Task brief
Which lines below contain the word "push"? Copy each one.

**** Records shown

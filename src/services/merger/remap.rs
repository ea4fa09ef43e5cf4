//! C6.3 — Dependency remapping from temp-ids to global ids.

use std::collections::HashMap;

use super::assign::PendingDeps;
use crate::domain::models::{EpicTaskResult, MergedTask};

#[derive(Debug, Clone, PartialEq, Eq)]
pub struct UnresolvedRef {
    pub task_global_id: String,
    pub reference: String,
}

#[derive(Debug, Clone, PartialEq, Eq)]
pub struct AmbiguousRef {
    pub task_global_id: String,
    pub reference: String,
    pub candidates: Vec<String>,
}

#[derive(Debug, Default, Clone, PartialEq, Eq)]
pub struct RemapReport {
    pub resolved: usize,
    pub unresolved: Vec<UnresolvedRef>,
    pub ambiguous: Vec<AmbiguousRef>,
}

fn normalize_for_match(s: &str) -> String {
    s.chars().filter(|c| !c.is_whitespace()).collect::<String>().to_lowercase()
}

/// Resolve every task's `local_dependencies` and `cross_epic_dependencies`
/// into a single deduplicated list of global ids. Does not mutate the input
/// slice; returns a fresh `Vec<MergedTask>`.
pub fn remap_dependencies(
    tasks: &[MergedTask],
    pending: &HashMap<String, PendingDeps>,
    temp_id_to_global: &HashMap<String, String>,
    results: &HashMap<String, EpicTaskResult>,
) -> (Vec<MergedTask>, RemapReport) {
    let mut report = RemapReport::default();
    let empty = PendingDeps::default();
    let mut out = Vec::with_capacity(tasks.len());

    for task in tasks {
        let pd = pending.get(&task.global_id).unwrap_or(&empty);
        let mut deps: Vec<String> = Vec::new();

        for local in &pd.local {
            match temp_id_to_global.get(local) {
                None => report.unresolved.push(UnresolvedRef {
                    task_global_id: task.global_id.clone(),
                    reference: local.clone(),
                }),
                Some(global_id) => {
                    if global_id == &task.global_id {
                        continue;
                    }
                    if !deps.contains(global_id) {
                        deps.push(global_id.clone());
                    }
                    report.resolved += 1;
                }
            }
        }

        for cross in &pd.cross {
            let Some((epic_part, label)) = cross.split_once(':') else {
                report.unresolved.push(UnresolvedRef {
                    task_global_id: task.global_id.clone(),
                    reference: cross.clone(),
                });
                continue;
            };

            let Some(epic_result) = results.get(epic_part) else {
                report.unresolved.push(UnresolvedRef {
                    task_global_id: task.global_id.clone(),
                    reference: cross.clone(),
                });
                continue;
            };

            let normalized_label = normalize_for_match(label);
            let candidates: Vec<String> = epic_result
                .tasks
                .iter()
                .filter(|candidate| {
                    let normalized_title = normalize_for_match(&candidate.title);
                    normalized_title == normalized_label || normalized_title.contains(&normalized_label)
                })
                .filter_map(|candidate| temp_id_to_global.get(&candidate.temp_id).cloned())
                .collect();

            match candidates.len() {
                0 => report.unresolved.push(UnresolvedRef {
                    task_global_id: task.global_id.clone(),
                    reference: cross.clone(),
                }),
                1 => {
                    let global_id = &candidates[0];
                    if global_id != &task.global_id {
                        if !deps.contains(global_id) {
                            deps.push(global_id.clone());
                        }
                        report.resolved += 1;
                    }
                }
                _ => {
                    report.ambiguous.push(AmbiguousRef {
                        task_global_id: task.global_id.clone(),
                        reference: cross.clone(),
                        candidates: candidates.clone(),
                    });
                    let global_id = &candidates[0];
                    if global_id != &task.global_id && !deps.contains(global_id) {
                        deps.push(global_id.clone());
                    }
                }
            }
        }

        let mut merged = task.clone();
        merged.dependencies = deps;
        out.push(merged);
    }

    (out, report)
}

********

Answer space
                None => report.unresolved.push(UnresolvedRef {
                        deps.push(global_id.clone());
                report.unresolved.push(UnresolvedRef {
                report.unresolved.push(UnresolvedRef {
                0 => report.unresolved.push(UnresolvedRef {
                            deps.push(global_id.clone());
                    report.ambiguous.push(AmbiguousRef {
                        deps.push(global_id.clone());
        out.push(merged);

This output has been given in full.